The village, or actually four small villages that have been combined, is encountering a new lease of life. During Soviet times it actually had a daily helicopter link with Tbilisi. When this ended, combined with a number of winter avalanches that severely damaged buildings, the population dwindled to less than 50 people.
With an improved road, and a resurgence of interest in tourists visiting Georgia, it has begun to grow again, and now numbers around 200. This increases in summer as the children studying at university or school, return home, often equipped with vital English skills to use in the burgeoning tourism industry.
The medieval Svan towers built for defence are now being converted into accommodation for tourists. I was booked into the Nizhatadze tower. Situated just off the main road, or mud track, as it had been raining solidly for the last few days, a sign helpfully pointed the way to a path over a small bridge.
|The Nizhatadze Tower. It does indeed have wi-fi!|
The highlight was the local food, with the seasonal berries being used in almost all dishes, along with lashings of potatoes and tomatoes.

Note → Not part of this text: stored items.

//! Per-profile registration state machine.

use chrono::{DateTime, Duration, Utc};
use state_store::{Fetched, Registration};

/// Days a user agent registration stays fresh before it is refreshed.
pub const USER_AGENT_REFRESH_DAYS: i64 = 7;

/// Lifecycle state of a profile.
///
/// ```text
/// Unconfigured ──configure──▶ Configured ──register_user_agent──▶ Registered
///                                  ▲                                  │
///                                  └──────── token invalidated ───────┘
/// ```
///
/// Channel subscriptions can be created in `Configured` and `Registered`;
/// from `Configured` the user agent is (re-)registered transparently first.
#[derive(Debug, Clone, Copy, PartialEq, Eq, Hash)]
pub enum ProfileState {
    /// No registration exists
    Unconfigured,
    /// A registration exists but has no usable user agent or device token
    Configured,
    /// The broker knows this user agent and a device token is cached
    Registered,
}

impl ProfileState {
    pub fn of(registration: Option<&Registration>) -> Self {
        match registration {
            None => Self::Unconfigured,
            Some(r) if r.user_agent().is_some() && r.token.is_some() => Self::Registered,
            Some(_) => Self::Configured,
        }
    }

    pub fn is_configured(self) -> bool {
        self != Self::Unconfigured
    }
}

/// Whether the user agent registration must be refreshed with the broker.
///
/// A registration is stale when it is older than the refresh interval or
/// older than the device token it was made with.
pub(crate) fn user_agent_is_stale(
    uaid: &Fetched<String>,
    token: &Fetched<String>,
    now: DateTime<Utc>,
) -> bool {
    let expires_at = uaid.fetched_at + Duration::days(USER_AGENT_REFRESH_DAYS);
    expires_at < now || uaid.fetched_at < token.fetched_at
}
//! Token provider contract.
//!
//! The platform token provider issues the opaque device token the broker needs
//! to route messages to this device.

use async_trait::async_trait;
use state_store::Fetched;

/// Errors from a token provider.
#[derive(Debug, Clone, thiserror::Error)]
pub enum TokenError {
    /// The provider cannot issue a token until the user does something
    /// (for example, enabling the platform messaging services)
    #[error("Remediation required: {0}")]
    RemediationRequired(String),

    /// The provider could not be reached or failed transiently
    #[error("Token unavailable: {0}")]
    Unavailable(String),
}

/// Issues and invalidates device registration tokens.
///
/// # Thread Safety
///
/// Implementations must be `Send + Sync`; the manager shares one provider
/// between all profiles.
#[async_trait]
pub trait TokenProvider: Send + Sync {
    /// Get the current device token, fetching a new one if needed.
    ///
    /// `debug` selects the debug sender when the provider distinguishes one.
    /// The returned timestamp is when the token was issued, which the manager
    /// compares against the user agent registration to detect staleness.
    async fn token(&self, debug: bool) -> Result<Fetched<String>, TokenError>;

    /// Drop any cached token so the next `token` call fetches a fresh one.
    fn invalidate(&self);
}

The father of the family made his own wine from Saperavi grapes, and my glass was constantly refilled as I ate the tasty food and talked with the daughter who was helping out for her summer holidays from a Tbilisi university where she was studying languages.
|Looking south towards the track to Mestia|
The Ushguli Ethnographic Museum is one tower you do not want to miss. Opening times are a bit erratic, but if you stand outside it and look interested a local will help by shouting out to get the owner who arrives with a key. 5 Gel (US$1.5) gets you inside and helps show what life in Ushguli was like for many centuries.
|Chcikens and humans on the top, pigs, sheep and cattle below. It would be an interesting experience...|
Elaborate furniture had the sheep and pigs on the ground level, with the humans and chickens on the level above, while the cows slept in the middle.
Getting to sleep would have been interesting, not to mention the wonderful smells that would be wafting around inside the tower. Bet they could not wait for Summer.
|The easy way to the Shkhara Glacier|
It is an easy, pretty flat, 8 km walk from Ushguli. The locals sensibly use horses, which you can rent, but I found the walk easy going and thoroughly enjoyable.
The glacier at the end is impressive, although the rocky moraines make it slow going at the end if you want to actually reach the glacier.
|The glacial meltwaters. Perfect for cooling beer.|
Using the glacial meltwater to keep the drinks cold it was well worth paying double the shop price to sit back on a plastic chair and table, and look up at the spectacular mountains while sipping a cold Georgian beer.
On the return journey, I detoured to visit the monastery just outside of Ushguli. As it was situated so far from the rest of the country it was deemed to be the best place to hide the gold and foreign currency reserves of Georgia during the Second World War.
A very safe decision as it turned out.
|The Ushguli Monastery. Safer than a bank.|
Not the worst place to be, but not matching the experience of staying in a warm tower on those cold evenings, and wandering through the empty laneways.
After three days of sunshine, a rarity up here, storms, low cloud and very wet weather were forecast. I needed to leave, and getting out of Ushguli was going to be as interesting as getting here.